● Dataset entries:
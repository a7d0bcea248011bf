//! Explicit dev-mode bypass (spec §4.3 exception, §6 `dangerousNoop`). Modeled
//! as a distinct chain member with the lowest priority rather than a runtime
//! flag branch checked inside every other mechanism (spec §9 "Global mutable
//! state for dev-mode noop") — when present in the chain it always wins, and
//! when absent (the default) it simply isn't built.

use async_trait::async_trait;

use crate::models::identity::Identity;

use super::{AuthMechanism, AuthOutcome, AuthRequestContext};

pub struct DevNoopMechanism;

#[async_trait]
impl AuthMechanism for DevNoopMechanism {
    fn priority(&self) -> i32 {
        -100
    }

    async fn authenticate(&self, _ctx: &AuthRequestContext) -> AuthOutcome {
        AuthOutcome::Authenticated(Identity::dev_noop())
    }
}

#[cfg(test)]
mod tests {
    use super::*;

    #[tokio::test]
    async fn always_authenticates_as_admin() {
        let mechanism = DevNoopMechanism;
        let ctx = AuthRequestContext {
            authorization_header: None,
            session_cookie_value: None,
        };
        match mechanism.authenticate(&ctx).await {
            AuthOutcome::Authenticated(identity) => assert!(identity.permissions.contains("*")),
            other => panic!("expected Authenticated, got {other:?}"),
        }
    }
}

● TASK STATEMENT: Every entry must appear in the answer exactly as written.

● YOUR SOLUTION:
repository a7d0bcea248011bf
//! Explicit dev-mode bypass (spec §4.3 exception, §6 `dangerousNoop`). Modeled
//! as a distinct chain member with the lowest priority rather than a runtime
//! flag branch checked inside every other mechanism (spec §9 "Global mutable
//! state for dev-mode noop") — when present in the chain it always wins, and
//! when absent (the default) it simply isn't built.

use async_trait::async_trait;

use crate::models::identity::Identity;

use super::{AuthMechanism, AuthOutcome, AuthRequestContext};

pub struct DevNoopMechanism;

#[async_trait]
impl AuthMechanism for DevNoopMechanism {
    fn priority(&self) -> i32 {
        -100
    }

    async fn authenticate(&self, _ctx: &AuthRequestContext) -> AuthOutcome {
        AuthOutcome::Authenticated(Identity::dev_noop())
    }
}

#[cfg(test)]
mod tests {
    use super::*;

    #[tokio::test]
    async fn always_authenticates_as_admin() {
        let mechanism = DevNoopMechanism;
        let ctx = AuthRequestContext {
            authorization_header: None,
            session_cookie_value: None,
        };
        match mechanism.authenticate(&ctx).await {
            AuthOutcome::Authenticated(identity) => assert!(identity.permissions.contains("*")),
            other => panic!("expected Authenticated, got {other:?}"),
        }
    }
}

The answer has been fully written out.